Task instructions ::
When you reach the line containing "pub enum ServiceId" in the entries below, begin reproducing lines exactly, and stop once the line containing "pub fn is_service(&self)" is done.

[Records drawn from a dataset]
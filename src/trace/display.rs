//! Text table of service timings.

use super::analyze::ServiceRow;
use std::fmt::Write as _;

const NAME_WIDTH: usize = 26;
const CALL_INDENT: &str = "    ";

/// Render service rows (already ordered) as a table.
pub fn render(rows: &[ServiceRow]) -> String {
    let mut out = String::new();

    render_header(&mut out);
    for row in rows {
        render_service(&mut out, row);
    }
    render_footer(&mut out, rows);

    out
}

fn render_header(out: &mut String) {
    writeln!(
        out,
        "{:<NAME_WIDTH$} {:>6}  {:>6}  {:>9}",
        "Service", "Count", "Errors", "Total(s)"
    )
    .unwrap();
    writeln!(
        out,
        "{:<NAME_WIDTH$} {:>6}  {:>6}  {:>9}",
        "-".repeat(NAME_WIDTH),
        "------",
        "------",
        "---------"
    )
    .unwrap();
}

fn render_service(out: &mut String, row: &ServiceRow) {
    writeln!(
        out,
        "{:<NAME_WIDTH$} {:>6}  {:>6}  {:>9.3}",
        truncate(&row.name, NAME_WIDTH),
        row.count,
        row.errors,
        row.total.as_secs_f64()
    )
    .unwrap();

    let width = NAME_WIDTH - CALL_INDENT.len();
    for call in &row.calls {
        writeln!(
            out,
            "{CALL_INDENT}{:<width$} {:>6}  {:>6}  {:>9.3}",
            truncate(&call.label, width),
            call.count,
            "",
            call.total.as_secs_f64()
        )
        .unwrap();
    }
}

fn render_footer(out: &mut String, rows: &[ServiceRow]) {
    let count: u64 = rows.iter().map(|r| r.count).sum();
    let errors: u64 = rows.iter().map(|r| r.errors).sum();
    let total: f64 = rows.iter().map(|r| r.total.as_secs_f64()).sum();

    writeln!(
        out,
        "{:<NAME_WIDTH$} {:>6}  {:>6}  {:>9}",
        "-".repeat(NAME_WIDTH),
        "------",
        "------",
        "---------"
    )
    .unwrap();
    writeln!(
        out,
        "{:<NAME_WIDTH$} {:>6}  {:>6}  {:>9.3}",
        "TOTAL", count, errors, total
    )
    .unwrap();
}

fn truncate(s: &str, max_len: usize) -> String {
    if s.chars().count() <= max_len {
        s.to_string()
    } else {
        let kept: String = s.chars().take(max_len.saturating_sub(3)).collect();
        format!("{kept}...")
    }
}
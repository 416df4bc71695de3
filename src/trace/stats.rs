//! Per-service timing statistics and the store that accumulates them.

use std::collections::{BTreeMap, HashMap};
use std::fmt;
use std::ops::AddAssign;
use std::time::Duration;

use serde::{Serialize, Serializer};

/// Identity that statistics are aggregated under.
#[derive(Debug, Clone, PartialEq, Eq, Hash, PartialOrd, Ord)]
pub enum ServiceId {
    /// A dispatched service, shown as `svc:NAME`
    Service(String),
    /// Calls made by a process outside any dispatched service, shown as `proc:NAME`
    Process(String),
}

impl ServiceId {
    /// Name without the `svc:`/`proc:` tag.
    pub fn name(&self) -> &str {
        match self {
            Self::Service(name) | Self::Process(name) => name.as_str(),
        }
    }

    pub fn is_service(&self) -> bool {
        matches!(self, Self::Service(_))
    }
}

impl fmt::Display for ServiceId {
    fn fmt(&self, f: &mut fmt::Formatter<'_>) -> fmt::Result {
        match self {
            Self::Service(name) => write!(f, "svc:{name}"),
            Self::Process(name) => write!(f, "proc:{name}"),
        }
    }
}

impl Serialize for ServiceId {
    fn serialize<S: Serializer>(&self, serializer: S) -> Result<S::Ok, S::Error> {
        serializer.collect_str(self)
    }
}

/// Count, accumulated time and error count for a group of invocations or calls.
///
/// Merging sums every field; `CallTiming::default()` is the identity.
#[derive(Debug, Clone, Copy, Default, PartialEq, Eq, Serialize)]
pub struct CallTiming {
    pub count: u64,
    #[serde(rename = "total_ms", serialize_with = "serialize_millis")]
    pub total: Duration,
    pub errors: u64,
}

impl CallTiming {
    /// One observation lasting `elapsed_ms`.
    pub fn single(elapsed_ms: u32, failed: bool) -> Self {
        Self {
            count: 1,
            total: Duration::from_millis(u64::from(elapsed_ms)),
            errors: u64::from(failed),
        }
    }

    pub fn merge(&mut self, other: &CallTiming) {
        self.count += other.count;
        self.total += other.total;
        self.errors += other.errors;
    }

    /// Mean duration, or zero when nothing was counted.
    pub fn average(&self) -> Duration {
        match u32::try_from(self.count) {
            Ok(0) => Duration::ZERO,
            Ok(count) => self.total / count,
            Err(_) => Duration::from_secs_f64(self.total.as_secs_f64() / self.count as f64),
        }
    }
}

impl AddAssign for CallTiming {
    fn add_assign(&mut self, rhs: Self) {
        self.merge(&rhs);
    }
}

fn serialize_millis<S: Serializer>(total: &Duration, serializer: S) -> Result<S::Ok, S::Error> {
    serializer.serialize_u64(total.as_millis() as u64)
}

/// Downstream service -> timing of calls made to it.
pub type CallMap = BTreeMap<ServiceId, CallTiming>;

fn merge_calls(into: &mut CallMap, from: CallMap) {
    for (target, timing) in from {
        into.entry(target)
            .and_modify(|existing| existing.merge(&timing))
            .or_insert(timing);
    }
}

/// Cumulative statistics for one service.
#[derive(Debug, Clone, Default, PartialEq, Eq)]
pub struct ServiceStats {
    /// Invocations of the service itself
    pub invocations: CallTiming,
    /// Synchronous calls (`tpcall`) made while serving
    pub calls: CallMap,
    /// Asynchronous calls (`tpacall`) made while serving
    pub acalls: CallMap,
}

impl ServiceStats {
    pub fn count(&self) -> u64 {
        self.invocations.count
    }

    pub fn total(&self) -> Duration {
        self.invocations.total
    }

    pub fn errors(&self) -> u64 {
        self.invocations.errors
    }

    pub fn merge(&mut self, other: ServiceStats) {
        self.invocations.merge(&other.invocations);
        merge_calls(&mut self.calls, other.calls);
        merge_calls(&mut self.acalls, other.acalls);
    }
}

/// Accumulates completed invocations, keyed by service.
#[derive(Debug, Default)]
pub struct ServiceStore {
    services: HashMap<ServiceId, ServiceStats>,
}

impl ServiceStore {
    pub fn new() -> Self {
        Self::default()
    }

    /// Add `stats` to whatever has already been recorded for `service`.
    ///
    /// Repeated merges accumulate; submitting the same invocation twice
    /// counts it twice.
    pub fn merge(&mut self, service: ServiceId, stats: ServiceStats) {
        match self.services.get_mut(&service) {
            Some(existing) => existing.merge(stats),
            None => {
                self.services.insert(service, stats);
            }
        }
    }

    pub fn get(&self, service: &ServiceId) -> Option<&ServiceStats> {
        self.services.get(service)
    }

    pub fn len(&self) -> usize {
        self.services.len()
    }

    pub fn is_empty(&self) -> bool {
        self.services.is_empty()
    }

    /// Hand out everything recorded so far and start over empty.
    pub fn snapshot_and_reset(&mut self) -> Snapshot {
        Snapshot::from_services(std::mem::take(&mut self.services))
    }
}

/// Statistics for one service as delivered to emitters.
#[derive(Debug, Clone, PartialEq, Eq, Serialize)]
pub struct ServiceSummary {
    pub service: ServiceId,
    pub count: u64,
    #[serde(rename = "total_ms", serialize_with = "serialize_millis")]
    pub total: Duration,
    pub errors: u64,
    pub calls: Vec<(ServiceId, CallTiming)>,
    pub acalls: Vec<(ServiceId, CallTiming)>,
}

impl ServiceSummary {
    /// The service's own invocations as one timing.
    pub fn invocations(&self) -> CallTiming {
        CallTiming {
            count: self.count,
            total: self.total,
            errors: self.errors,
        }
    }
}

/// Contents of a [`ServiceStore`] at one point in time, ordered by service.
#[derive(Debug, Clone, Default, PartialEq, Eq, Serialize)]
pub struct Snapshot {
    pub services: Vec<ServiceSummary>,
}

impl Snapshot {
    fn from_services(services: HashMap<ServiceId, ServiceStats>) -> Self {
        let mut services: Vec<ServiceSummary> = services
            .into_iter()
            .map(|(service, stats)| ServiceSummary {
                service,
                count: stats.invocations.count,
                total: stats.invocations.total,
                errors: stats.invocations.errors,
                calls: stats.calls.into_iter().collect(),
                acalls: stats.acalls.into_iter().collect(),
            })
            .collect();
        services.sort_by(|a, b| a.service.cmp(&b.service));
        Self { services }
    }

    pub fn is_empty(&self) -> bool {
        self.services.is_empty()
    }

    pub fn get(&self, service: &ServiceId) -> Option<&ServiceSummary> {
        self.services.iter().find(|s| &s.service == service)
    }

    /// Total invocations across all services.
    pub fn invocation_count(&self) -> u64 {
        self.services.iter().map(|s| s.count).sum()
    }
}
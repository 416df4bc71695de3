//! Analyze a complete ULOG in one pass.

use std::io::{self, BufRead};
use std::time::Duration;

use super::parse::{TRACE_MARKER, TraceEvent, parse_line};
use super::stats::{ServiceStore, Snapshot};
use super::tracker::Tracker;

/// Correlate already-parsed events and return the resulting statistics.
///
/// Invocations still open at the end contribute their finished calls, with
/// no invocation count.
pub fn analyze(events: &[TraceEvent]) -> Snapshot {
    let mut tracker = Tracker::new();
    let mut store = ServiceStore::new();
    for event in events {
        tracker.observe(event, &mut store);
    }
    tracker.fold_open(&mut store);
    store.snapshot_and_reset()
}

/// Same as [`analyze`], streaming lines from `reader`.
///
/// Lines that aren't valid UTF-8 are decoded lossily rather than rejected.
pub fn analyze_reader<R: BufRead>(mut reader: R) -> io::Result<Snapshot> {
    let mut tracker = Tracker::new();
    let mut store = ServiceStore::new();
    let mut buf = Vec::new();

    loop {
        buf.clear();
        if reader.read_until(b'\n', &mut buf)? == 0 {
            break;
        }
        let line = String::from_utf8_lossy(&buf);
        if !line.contains(TRACE_MARKER) {
            continue;
        }
        if let Some(event) = parse_line(&line) {
            tracker.observe(&event, &mut store);
        }
    }

    tracker.fold_open(&mut store);
    Ok(store.snapshot_and_reset())
}

/// One outbound call line under a service in the timing report.
#[derive(Debug, Clone, PartialEq, Eq)]
pub struct CallRow {
    /// `tpcall(NAME)` or `tpacall(NAME)`
    pub label: String,
    pub count: u64,
    pub total: Duration,
}

/// One service in the timing report, with its calls.
#[derive(Debug, Clone, PartialEq, Eq)]
pub struct ServiceRow {
    pub name: String,
    pub count: u64,
    pub total: Duration,
    pub errors: u64,
    pub calls: Vec<CallRow>,
}

/// Dispatched services ordered by total time, slowest first.
///
/// Process-level pseudo-services are left out; they only ever call.
pub fn service_rows(snapshot: &Snapshot) -> Vec<ServiceRow> {
    let mut rows: Vec<ServiceRow> = snapshot
        .services
        .iter()
        .filter(|s| s.service.is_service())
        .map(|s| {
            let mut calls: Vec<CallRow> = s
                .calls
                .iter()
                .map(|(target, t)| ("tpcall", target, t))
                .chain(s.acalls.iter().map(|(target, t)| ("tpacall", target, t)))
                .map(|(function, target, t)| CallRow {
                    label: format!("{function}({})", target.name()),
                    count: t.count,
                    total: t.total,
                })
                .collect();
            calls.sort_by(|a, b| b.total.cmp(&a.total).then_with(|| a.label.cmp(&b.label)));

            ServiceRow {
                name: s.service.name().to_string(),
                count: s.count,
                total: s.total,
                errors: s.errors,
                calls,
            }
        })
        .collect();

    rows.sort_by(|a, b| b.total.cmp(&a.total).then_with(|| a.name.cmp(&b.name)));
    rows
}
//! Error types for ulog-trace.
//!
//! Per-line trace processing never fails; malformed records are skipped.
//! `UlogError` covers the places that can: reading configuration and
//! delivering metrics. Use `.into()` to convert to `anyhow::Error` at the
//! CLI boundary; the type survives for `downcast_ref`.

use std::io;
use std::path::PathBuf;

#[derive(Debug, thiserror::Error)]
pub enum UlogError {
    /// Config file exists but couldn't be read
    #[error("failed to read config file {}", path.display())]
    ConfigRead {
        path: PathBuf,
        #[source]
        source: io::Error,
    },

    /// Config file isn't valid TOML or has unknown values
    #[error("failed to parse config file {}: {message}", path.display())]
    ConfigParse { path: PathBuf, message: String },

    /// Neither config nor environment say where the ULOG lives
    #[error("no ULOG prefix configured (set ulog-prefix in config, ULOGPFX or APPDIR)")]
    MissingPrefix,

    /// A metric sink could not be reached or written to
    #[error("failed to deliver metrics to {sink}")]
    Delivery {
        sink: String,
        #[source]
        source: io::Error,
    },
}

Result ::
pub enum ServiceId {
    /// A dispatched service, shown as `svc:NAME`
    Service(String),
    /// Calls made by a process outside any dispatched service, shown as `proc:NAME`
    Process(String),
}

impl ServiceId {
    /// Name without the `svc:`/`proc:` tag.
    pub fn name(&self) -> &str {
        match self {
            Self::Service(name) | Self::Process(name) => name.as_str(),
        }
    }

    pub fn is_service(&self) -> bool {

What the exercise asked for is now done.